The call to artists yielded 42 works. Many artists made personal pieces, about grief, infertility and illness, but Linda Bohlke merged the personal with the political in her small photo “Life’s Witness.”
Bohlke recently lost a friend to drowning. The woman died in an Atlantic rip tide, and Bohlke mourned her across the country at the Pacific’s edge. Watching the ocean’s spray and seaweed and sand surging in and surging out, she writes in an artist statement, she thought about the “fragility of life.”
But the artist, who often makes politically oriented work, also remembered the Salvadoran toddler who lost her life in the Rio Grande this summer, her little hands wrapped around the dead body of her dad. The photo that came out of Bohlkde’s grief over all these drownings deaths pictures a blurred gray figure against pale water, with one arm thrown outward. The figure is ambiguous, though: it’s either rising up above the currents to safety—or falling down forever into the deep.
Changing the mood, the cheerful “Community Kitchen/Prepare the Feast,” Lydia C. Maldonaldo celebrates Yaqui heritage in acrylic paint.
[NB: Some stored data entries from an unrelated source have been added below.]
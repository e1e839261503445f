//! Property-based tests for parse/serialize round trips and edit invariants

use netprotect::agent_config::{parse, serialize, ConfigDocument, ConfigSection, EditPolicy};
use proptest::prelude::*;

fn section_name() -> impl Strategy<Value = String> {
    prop_oneof![
        "[a-z][a-z0-9.-]{0,12}".prop_map(|s| format!("[{}]", s)),
        "[a-z][a-z0-9_]{0,12}".prop_map(|s| format!("[query_{}]", s)),
        Just("[agent]".to_string()),
        Just("[adlab.local]".to_string()),
    ]
}

fn field() -> impl Strategy<Value = (String, String)> {
    (
        "[A-Za-z][A-Za-z0-9_-]{0,10}",
        "[A-Za-z0-9=(),*:$\\\\._ -]{0,24}".prop_map(|v| v.trim().to_string()),
    )
}

fn document() -> impl Strategy<Value = ConfigDocument> {
    let policy = EditPolicy::default();
    prop::collection::vec(
        (section_name(), prop::collection::vec(field(), 0..6)),
        0..6,
    )
    .prop_map(move |sections| {
        ConfigDocument::from_sections(
            sections
                .into_iter()
                .map(|(name, fields)| {
                    let mut section = ConfigSection::new(name, &policy);
                    for (key, value) in fields {
                        section.push_field(key, value);
                    }
                    section
                })
                .collect(),
        )
    })
}

/// Serializing a document and reading it back yields the same document
#[test]
fn test_serialize_then_parse_reproduces_document() {
    let mut runner = proptest::test_runner::TestRunner::default();

    runner
        .run(&document(), |doc| {
            let reparsed = parse(&serialize(&doc), &EditPolicy::default());
            prop_assert_eq!(reparsed, doc);
            Ok(())
        })
        .unwrap();
}

/// Parsing arbitrary text, serializing, and parsing again is stable
#[test]
fn test_parse_serialize_is_idempotent() {
    let mut runner = proptest::test_runner::TestRunner::default();
    let line = prop_oneof![
        "\\[[a-z_.]{1,10}\\]",
        "[ A-Za-z0-9=_-]{0,20}",
        Just(String::new()),
        Just("  [agent]  ".to_string()),
    ];

    runner
        .run(&prop::collection::vec(line, 0..20), |lines| {
            let text = lines.join("\n");
            let once = parse(&text, &EditPolicy::default());
            let rendered = serialize(&once);
            let twice = parse(&rendered, &EditPolicy::default());
            prop_assert_eq!(&twice, &once);
            prop_assert_eq!(serialize(&twice), rendered);
            Ok(())
        })
        .unwrap();
}

/// A rejected edit never changes the serialized text
#[test]
fn test_rejected_edits_leave_document_unchanged() {
    let mut runner = proptest::test_runner::TestRunner::default();

    runner
        .run(
            &(document(), 0usize..8, 0usize..8, "[ -~]{0,16}"),
            |(mut doc, si, fi, value)| {
                let before = serialize(&doc);
                let edited = doc.set_field_value(si, fi, &value).is_ok();
                let renamed = doc.rename_section(si, &value).is_ok();
                if !edited && !renamed {
                    prop_assert_eq!(serialize(&doc), before);
                }
                Ok(())
            },
        )
        .unwrap();
}

/// Fields of the agent section other than the token are never writable
#[test]
fn test_agent_fields_locked_except_token() {
    let mut runner = proptest::test_runner::TestRunner::default();

    runner
        .run(&("[A-Za-z][A-Za-z0-9-]{0,12}", "[a-z0-9]{1,8}"), |(key, value)| {
            let mut doc = parse(&format!("[agent]\n{} = x", key), &EditPolicy::default());
            let result = doc.set_field_value(0, 0, &value);
            prop_assert_eq!(result.is_ok(), key == "AUTH-Token");
            Ok(())
        })
        .unwrap();
}

/// Names, keys, values, and field locks: what the saved text carries
fn content(doc: &ConfigDocument) -> Vec<(String, Vec<(String, String, bool)>)> {
    doc.sections()
        .iter()
        .map(|s| {
            let fields = s
                .fields()
                .iter()
                .map(|f| (f.key().to_string(), f.value().to_string(), f.is_editable()))
                .collect();
            (s.name().to_string(), fields)
        })
        .collect()
}

fn edit_input() -> impl Strategy<Value = String> {
    prop_oneof![
        "[ -~]{0,24}",
        "[ \t]{0,3}[ -~]{0,16}[ \t\r\n]{0,3}",
        "[ ]{0,2}\\[query_[a-z0-9_ ]{0,10}\\][ ]{0,2}",
        Just("[agent]".to_string()),
        Just("[adlab.local]".to_string()),
    ]
}

/// Every accepted value edit survives a save and reload unchanged
#[test]
fn test_accepted_value_edits_survive_reload() {
    let mut runner = proptest::test_runner::TestRunner::default();

    runner
        .run(
            &(document(), 0usize..6, 0usize..6, edit_input()),
            |(mut doc, si, fi, value)| {
                if doc.set_field_value(si, fi, &value).is_ok() {
                    let reparsed = parse(&serialize(&doc), &EditPolicy::default());
                    prop_assert_eq!(reparsed, doc);
                }
                Ok(())
            },
        )
        .unwrap();
}

/// Every accepted rename survives a save and reload with the same names,
/// fields, and field locks, and leaves section names unique
#[test]
fn test_accepted_renames_survive_reload() {
    let mut runner = proptest::test_runner::TestRunner::default();

    runner
        .run(
            &(document(), 0usize..6, edit_input()),
            |(mut doc, si, name)| {
                let names_before: Vec<String> =
                    doc.sections().iter().map(|s| s.name().to_string()).collect();
                if doc.rename_section(si, &name).is_ok() {
                    let reparsed = parse(&serialize(&doc), &EditPolicy::default());
                    prop_assert_eq!(content(&reparsed), content(&doc));

                    let renamed = doc.sections()[si].name();
                    let clashes = names_before
                        .iter()
                        .enumerate()
                        .filter(|(i, n)| *i != si && n.as_str() == renamed)
                        .count();
                    prop_assert_eq!(clashes, 0);
                    prop_assert_ne!(renamed, "[agent]");
                }
                Ok(())
            },
        )
        .unwrap();
}
//! NetProtect Backend Client
//!
//! REST calls the config editor depends on: fetching, creating, and replacing an
//! agent's configuration text, looking up an agent's token, and checking the
//! dashboard session. [`ConfigBackend`] is the seam the edit session talks to.

use crate::config::ApiConfig;
use crate::error::ApiError;
use async_trait::async_trait;
use reqwest::{Client, RequestBuilder, Response, StatusCode, Url};
use serde::{Deserialize, Serialize};
use serde_json::json;
use std::time::Duration;
use tracing::{debug, warn};

mod memory;

pub use memory::MemoryBackend;

/// Stored configuration for one agent, as returned by the backend.
#[derive(Debug, Clone, PartialEq, Eq, Serialize, Deserialize)]
#[serde(rename_all = "camelCase")]
pub struct AgentConfigRecord {
    #[serde(alias = "agent_id")]
    pub agent_id: String,
    #[serde(alias = "raw_config")]
    pub raw_config: String,
    #[serde(default, alias = "created_at")]
    pub created_at: Option<String>,
    #[serde(default, alias = "updated_at")]
    pub updated_at: Option<String>,
}

/// Identity reported by the session check.
#[derive(Debug, Clone, PartialEq, Eq, Serialize, Deserialize)]
pub struct AuthUser {
    pub role: String,
}

/// Persistence authority for agent configuration text.
#[async_trait]
pub trait ConfigBackend: Send + Sync {
    /// Fetch the current configuration of an agent
    async fn get_agent_config(&self, agent_id: &str) -> Result<AgentConfigRecord, ApiError>;

    /// Store a configuration for an agent that has none
    async fn create_agent_config(&self, agent_id: &str, raw_config: &str) -> Result<(), ApiError>;

    /// Replace an agent's configuration wholesale
    async fn update_agent_config(&self, agent_id: &str, raw_config: &str) -> Result<(), ApiError>;
}

#[derive(Deserialize)]
struct AgentConfigEnvelope {
    agent_config_file: AgentConfigRecord,
}

#[derive(Deserialize)]
struct TokenResponse {
    token: String,
}

fn map_http_error(error: reqwest::Error) -> ApiError {
    if error.is_timeout() {
        ApiError::RequestFailed(format!("Request timeout: {}", error))
    } else if error.is_connect() {
        ApiError::RequestFailed(format!("Connection error: {}", error))
    } else {
        ApiError::RequestFailed(format!("HTTP error: {}", error))
    }
}

/// Map a non-success status and its body text to an error.
fn status_error(status: StatusCode, what: &str, body: String) -> ApiError {
    let detail = if body.trim().is_empty() {
        format!("{} (status {})", what, status)
    } else {
        format!("{} (status {}): {}", what, status, body.trim())
    };
    match status.as_u16() {
        401 | 403 => ApiError::Unauthorized(detail),
        404 => ApiError::NotFound(detail),
        _ => ApiError::RequestFailed(detail),
    }
}

/// HTTP client for the NetProtect backend API.
pub struct BackendClient {
    client: Client,
    base: Url,
    base_url: String,
    session_cookie: Option<String>,
}

impl BackendClient {
    pub fn new(config: &ApiConfig) -> Result<Self, ApiError> {
        let client = Client::builder()
            .connect_timeout(Duration::from_secs(config.connect_timeout_secs))
            .timeout(Duration::from_secs(config.request_timeout_secs))
            .build()
            .map_err(|e| ApiError::RequestFailed(format!("Failed to create HTTP client: {}", e)))?;

        let base_url = config.base_url.trim_end_matches('/').to_string();
        let base = Url::parse(&base_url)
            .map_err(|e| ApiError::ConfigError(format!("Invalid base_url {}: {}", base_url, e)))?;
        if base.cannot_be_a_base() {
            return Err(ApiError::ConfigError(format!("Invalid base_url {}", base_url)));
        }

        Ok(Self {
            client,
            base,
            base_url,
            session_cookie: config.session_cookie.clone(),
        })
    }

    pub fn base_url(&self) -> &str {
        &self.base_url
    }

    /// Base URL extended by `segments`, each percent-encoded as one path segment.
    fn url(&self, segments: &[&str]) -> Url {
        let mut url = self.base.clone();
        if let Ok(mut path) = url.path_segments_mut() {
            path.pop_if_empty().extend(segments);
        }
        url
    }

    fn with_session(&self, request: RequestBuilder) -> RequestBuilder {
        match &self.session_cookie {
            Some(cookie) => request.header(reqwest::header::COOKIE, cookie),
            None => request,
        }
    }

    async fn send(&self, request: RequestBuilder, what: &str) -> Result<Response, ApiError> {
        let response = self
            .with_session(request)
            .send()
            .await
            .map_err(map_http_error)?;

        let status = response.status();
        if !status.is_success() {
            let body = response.text().await.unwrap_or_default();
            warn!(%status, what, "Backend request failed");
            return Err(status_error(status, what, body));
        }
        Ok(response)
    }

    /// Fetch the agent's authentication token.
    pub async fn get_agent_token(&self, agent_id: &str) -> Result<String, ApiError> {
        let url = self.url(&["agent", agent_id, "token"]);
        let response = self
            .send(self.client.get(url), "Failed to fetch agent token")
            .await?;
        let body: TokenResponse = response.json().await.map_err(|e| {
            ApiError::InvalidResponse(format!("Failed to parse token response: {}", e))
        })?;
        Ok(body.token)
    }

    /// Check the dashboard session. Any failure means there is no usable session.
    pub async fn check_auth(&self) -> Option<AuthUser> {
        let url = self.url(&["user", "check-auth"]);
        let response = match self.with_session(self.client.get(url)).send().await {
            Ok(response) => response,
            Err(e) => {
                debug!(error = %e, "Auth check request failed");
                return None;
            }
        };
        if !response.status().is_success() {
            debug!(status = %response.status(), "Auth check rejected");
            return None;
        }
        response.json::<AuthUser>().await.ok()
    }
}

#[async_trait]
impl ConfigBackend for BackendClient {
    async fn get_agent_config(&self, agent_id: &str) -> Result<AgentConfigRecord, ApiError> {
        let url = self.url(&["agent", agent_id, "config"]);
        let response = self
            .send(self.client.get(url), "Failed to fetch agent config")
            .await?;
        let envelope: AgentConfigEnvelope = response.json().await.map_err(|e| {
            ApiError::InvalidResponse(format!("Failed to parse agent config: {}", e))
        })?;
        debug!(agent_id, bytes = envelope.agent_config_file.raw_config.len(), "Fetched agent config");
        Ok(envelope.agent_config_file)
    }

    async fn create_agent_config(&self, agent_id: &str, raw_config: &str) -> Result<(), ApiError> {
        let url = self.url(&["agent", agent_id, "config"]);
        self.send(
            self.client.post(url).json(&json!({ "raw_config": raw_config })),
            "Failed to create agent config",
        )
        .await?;
        debug!(agent_id, "Created agent config");
        Ok(())
    }

    async fn update_agent_config(&self, agent_id: &str, raw_config: &str) -> Result<(), ApiError> {
        let url = self.url(&["agent", agent_id, "config"]);
        self.send(
            self.client.put(url).json(&json!({ "raw_config": raw_config })),
            "Failed to update agent config",
        )
        .await?;
        debug!(agent_id, "Updated agent config");
        Ok(())
    }
}
//! Global config file source: $XDG_CONFIG_HOME/netprotect/config.toml

use config::builder::DefaultState;
use config::ConfigBuilder;
use config::ConfigError;
use config::File;
use directories::ProjectDirs;
use std::path::PathBuf;
use tracing::debug;

/// Path to global config file.
pub fn global_config_path() -> Option<PathBuf> {
    ProjectDirs::from("", "", "netprotect").map(|dirs| dirs.config_dir().join("config.toml"))
}

/// Add global config file source to builder if it exists.
pub fn add_to_builder(
    mut builder: ConfigBuilder<DefaultState>,
) -> Result<ConfigBuilder<DefaultState>, ConfigError> {
    if let Some(path) = global_config_path() {
        if path.exists() {
            builder = builder.add_source(File::from(path).required(false));
        } else {
            debug!(
                config_path = %path.display(),
                "No global configuration file; using defaults"
            );
        }
    }
    Ok(builder)
}
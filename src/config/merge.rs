//! Merge rules for layered settings.

pub mod merge_policy;
//! NetProtect CLI Binary
//!
//! Command-line interface for editing NetProtect agent configurations.

use clap::Parser;
use netprotect::cli::{Cli, RunContext};
use netprotect::config::ConfigLoader;
use netprotect::logging::{init_logging, LoggingConfig};
use std::process;
use tracing::{error, info};

fn main() {
    let cli = Cli::parse();

    let logging_config = build_logging_config(&cli);
    if let Err(e) = init_logging(Some(&logging_config)) {
        eprintln!("Failed to initialize logging: {}", e);
        process::exit(1);
    }

    info!("NetProtect CLI starting");

    let context = match RunContext::new(cli.workspace.clone(), cli.config.clone(), cli.api_url.clone())
    {
        Ok(ctx) => ctx,
        Err(e) => {
            error!("Error loading settings: {}", e);
            eprintln!("{}", netprotect::cli::map_error(&e));
            process::exit(1);
        }
    };

    match context.execute(&cli.command) {
        Ok(output) => {
            info!("Command completed successfully");
            println!("{}", output);
        }
        Err(e) => {
            error!("Command failed: {}", e);
            eprintln!("{}", netprotect::cli::map_error(&e));
            process::exit(1);
        }
    }
}

/// Build logging configuration from CLI args and the settings file.
/// Precedence: CLI flags override settings override defaults.
fn build_logging_config(cli: &Cli) -> LoggingConfig {
    let loaded = match cli.config {
        Some(ref config_path) => ConfigLoader::load_from_file(config_path),
        None => ConfigLoader::load(&cli.workspace),
    };
    let mut config = loaded.map(|c| c.logging).unwrap_or_default();

    if cli.quiet {
        config.enabled = false;
    }
    if cli.verbose {
        config.level = "debug".to_string();
        if config.output == "file" {
            config.output = "file+stderr".to_string();
        }
    }
    if let Some(ref level) = cli.log_level {
        config.level = level.clone();
    }
    if let Some(ref format) = cli.log_format {
        config.format = format.clone();
    }
    if let Some(ref output) = cli.log_output {
        config.output = output.clone();
    }
    if let Some(ref file) = cli.log_file {
        config.file = Some(file.clone());
    }

    config
}
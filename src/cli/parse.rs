//! CLI parse: clap types for NetProtect. No behavior; definitions only.

use clap::{Parser, Subcommand};
use std::path::PathBuf;

/// NetProtect CLI - edit Active Directory scanner agent configurations
#[derive(Parser)]
#[command(name = "netprotect")]
#[command(about = "Edit NetProtect agent configurations")]
pub struct Cli {
    #[command(subcommand)]
    pub command: Commands,

    /// Workspace directory searched for config/config.toml
    #[arg(long, default_value = ".")]
    pub workspace: PathBuf,

    /// Configuration file path (overrides default config loading)
    #[arg(long)]
    pub config: Option<PathBuf>,

    /// Backend API base URL (overrides settings)
    #[arg(long)]
    pub api_url: Option<String>,

    /// Enable debug logging
    #[arg(long, default_value = "false")]
    pub verbose: bool,

    /// Disable logging entirely
    #[arg(long, default_value = "false")]
    pub quiet: bool,

    /// Log level (trace, debug, info, warn, error, off)
    #[arg(long)]
    pub log_level: Option<String>,

    /// Log format (json, text)
    #[arg(long)]
    pub log_format: Option<String>,

    /// Log output (stdout, stderr, file, file+stderr)
    #[arg(long)]
    pub log_output: Option<String>,

    /// Log file path (if output includes "file")
    #[arg(long)]
    pub log_file: Option<PathBuf>,
}

#[derive(Subcommand)]
pub enum Commands {
    /// Work on a local configuration file
    File {
        #[command(subcommand)]
        command: FileCommands,
    },
    /// Work on an agent's configuration stored in the backend
    Agent {
        #[command(subcommand)]
        command: AgentCommands,
    },
    /// Print the initial configuration for a new agent
    Template {
        /// Agent ID
        agent_id: String,
        /// Agent display name
        agent_name: String,
    },
    /// Check the dashboard session
    Whoami {
        /// Output format (text or json)
        #[arg(long, default_value = "text")]
        format: String,
    },
    /// Print effective settings
    Settings,
}

#[derive(Subcommand)]
pub enum FileCommands {
    /// Show sections and fields with their editability
    Show {
        /// Configuration file
        path: PathBuf,
        /// Output format (text or json)
        #[arg(long, default_value = "text")]
        format: String,
    },
    /// Set one field value
    Set {
        /// Configuration file
        path: PathBuf,
        /// Section header, e.g. "[agent]"
        section: String,
        /// Field key
        key: String,
        /// New value
        #[arg(allow_hyphen_values = true)]
        value: String,
        /// Print the result instead of writing the file
        #[arg(long)]
        dry_run: bool,
    },
    /// Rename a section
    Rename {
        /// Configuration file
        path: PathBuf,
        /// Current section header
        from: String,
        /// New section header
        to: String,
        /// Print the result instead of writing the file
        #[arg(long)]
        dry_run: bool,
    },
    /// Normalize spacing and drop malformed lines
    Fmt {
        /// Configuration file
        path: PathBuf,
        /// Fail if the file is not already normalized; do not write
        #[arg(long)]
        check: bool,
    },
}

#[derive(Subcommand)]
pub enum AgentCommands {
    /// Show an agent's stored configuration
    Show {
        /// Agent ID
        agent_id: String,
        /// Output format (text or json)
        #[arg(long, default_value = "text")]
        format: String,
    },
    /// Set one field value and save
    Set {
        /// Agent ID
        agent_id: String,
        /// Section header, e.g. "[agent]"
        section: String,
        /// Field key
        key: String,
        /// New value
        #[arg(allow_hyphen_values = true)]
        value: String,
        /// Agent name used if an initial configuration must be created
        #[arg(long)]
        name: Option<String>,
    },
    /// Rename a section and save
    Rename {
        /// Agent ID
        agent_id: String,
        /// Current section header
        from: String,
        /// New section header
        to: String,
        /// Agent name used if an initial configuration must be created
        #[arg(long)]
        name: Option<String>,
    },
    /// Write the configuration to <name>.ini
    Download {
        /// Agent ID
        agent_id: String,
        /// Agent name (defaults to the Agent-Name field)
        #[arg(long)]
        name: Option<String>,
        /// Output directory
        #[arg(long, default_value = ".")]
        out: PathBuf,
    },
    /// Create the initial configuration if the agent has none
    Init {
        /// Agent ID
        agent_id: String,
        /// Agent name written into the [agent] section
        #[arg(long)]
        name: Option<String>,
    },
    /// Print the agent's auth token
    Token {
        /// Agent ID
        agent_id: String,
    },
    /// Edit interactively
    Edit {
        /// Agent ID
        agent_id: String,
        /// Agent name used if an initial configuration must be created
        #[arg(long)]
        name: Option<String>,
        /// Directory for downloads made from the editor
        #[arg(long, default_value = ".")]
        out: PathBuf,
    },
}
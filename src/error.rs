use std::fmt::Display;
use std::path::{Path, PathBuf};

use thiserror::Error;

/// Failures surfaced by [`TagFile`](crate::TagFile).
///
/// Only `open` and `save` can fail; every other operation on an open file
/// is infallible.
#[derive(Debug, Error)]
pub enum Error {
    /// The path is missing, not a regular file, unreadable, or not a format
    /// the tagging library recognizes.
    #[error("invalid file {}: {reason}", .path.display())]
    InvalidFile { path: PathBuf, reason: String },

    /// Writing the tag back to disk failed.
    #[error("cannot save file {}: {reason}", .path.display())]
    SaveFailed { path: PathBuf, reason: String },
}

pub type Result<T> = std::result::Result<T, Error>;

impl Error {
    pub(crate) fn invalid_file(path: &Path, reason: impl Display) -> Self {
        Error::InvalidFile {
            path: path.to_path_buf(),
            reason: reason.to_string(),
        }
    }

    pub(crate) fn save_failed(path: &Path, reason: impl Display) -> Self {
        Error::SaveFailed {
            path: path.to_path_buf(),
            reason: reason.to_string(),
        }
    }

    /// Path of the file the failed operation was acting on.
    pub fn path(&self) -> &Path {
        match self {
            Error::InvalidFile { path, .. } | Error::SaveFailed { path, .. } => path,
        }
    }
}
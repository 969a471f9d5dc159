//! tagfile - thread-safe audio tag handles
//!
//! Opens a single audio file, exposes its tag fields (title, artist, album,
//! comment, genre, year, track) and audio properties (duration, bitrate,
//! sample rate, channels), and writes edited tags back to disk. All format
//! work is done by `lofty`; this crate only guards each open file with a
//! lock and turns library failures into [`Error`] values.
//!
//! ```no_run
//! use tagfile::TagFile;
//!
//! let file = TagFile::open("song.mp3")?;
//! println!("{} - {}", file.artist(), file.title());
//! file.set_year(1999);
//! file.save()?;
//! file.close();
//! # Ok::<(), tagfile::Error>(())
//! ```

pub mod audio;
pub mod config;
pub mod error;

#[cfg(test)]
mod test_fixtures;

pub use audio::{AudioProperties, TagFile, TrackTags};
pub use config::TagConfig;
pub use error::{Error, Result};
//! Process-wide tagging configuration
//!
//! The parse behaviour handed to `lofty` is fixed once per process, before
//! the first [`TagFile`](crate::TagFile) is opened, and never changes
//! afterwards. Call [`init`] early to pick non-default options; otherwise the
//! defaults are installed on first use.

use std::sync::OnceLock;

use lofty::{ParseOptions, ParsingMode};

static CONFIG: OnceLock<TagConfig> = OnceLock::new();

/// Options applied to every file opened in this process
#[derive(Debug, Clone)]
pub struct TagConfig {
    /// How strictly malformed files are rejected
    pub parsing_mode: ParsingMode,
    /// How many bytes of junk may precede a recognized header before the
    /// file is rejected
    pub max_junk_bytes: usize,
}

/// Junk tolerance lofty itself defaults to
const DEFAULT_MAX_JUNK_BYTES: usize = 1024;

impl Default for TagConfig {
    fn default() -> Self {
        Self {
            parsing_mode: ParsingMode::BestAttempt,
            max_junk_bytes: DEFAULT_MAX_JUNK_BYTES,
        }
    }
}

impl TagConfig {
    /// Parse options for opening a file. Audio properties are always read.
    pub(crate) fn parse_options(&self) -> ParseOptions {
        ParseOptions::new()
            .read_properties(true)
            .parsing_mode(self.parsing_mode)
            .max_junk_bytes(self.max_junk_bytes)
    }
}

/// Install the process-wide configuration
///
/// Returns `false` if a configuration was already in place (either from an
/// earlier call or because a file has already been opened). The installed
/// configuration is left untouched in that case.
pub fn init(config: TagConfig) -> bool {
    match CONFIG.set(config) {
        Ok(()) => {
            log::debug!("Tag configuration installed: {:?}", CONFIG.get());
            true
        }
        Err(rejected) => {
            log::warn!(
                "Tag configuration already initialized, ignoring {:?}",
                rejected
            );
            false
        }
    }
}

/// The active configuration, installing the defaults if nothing was set yet
pub fn config() -> &'static TagConfig {
    CONFIG.get_or_init(|| {
        log::debug!("Using default tag configuration");
        TagConfig::default()
    })
}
Two Yaqui women are making tortillas in 55-gallon drums on the sidelines of the annual Yaqui Easter ceremonies. The tiny, soft-edged work, just 9 by 7 inches, conjures up the night in starlight blues; it also speaks to the comfort and power of long traditions.
Photographer Kayleigh Kozyra doesn’t go for the pretty in her black-and-white photos. Her sharply angled scenes show an old motel now surrounded by chain link and, in another, an abandoned restaurant alone on a desolate street corner. Her artwork hints at the disorientation that ensues when a city’s familiar buildings decay and vanish.
Quite a few of the pieces are inventive mixed-media works that incorporate found objects. In Patrick Hynes’s “In My Shoes: Comedy and Tragedy,” a pair of old bruised leathers framed and hanging on the wall, testify to the ups and downs of life.
Janice Hernandez’s “Hope Deferred” is a painful piece about her struggles with infertility. It deploys a number of Catholic icons—an oil painting of St. Anthony embracing a child, a Palm Sunday cross and a childlike angel—alongside a lock that doesn’t open and a lamp whose flame is flickering out.
Historias e Identidades (Histories and Identities) runs through Sept. 7 at Raices Taller 222 Art Gallery & Workshop, 219 E. Sixth St. 881-5335; www.raicestaller222.com. Open 1 to 5 p.m. Thursday and Friday. Free.
Also on view are works by high school art students living in Arizona’s third congressional district who entered a congressional art competition. Artworks provided courtesy of Congressman Raúl Grijalva.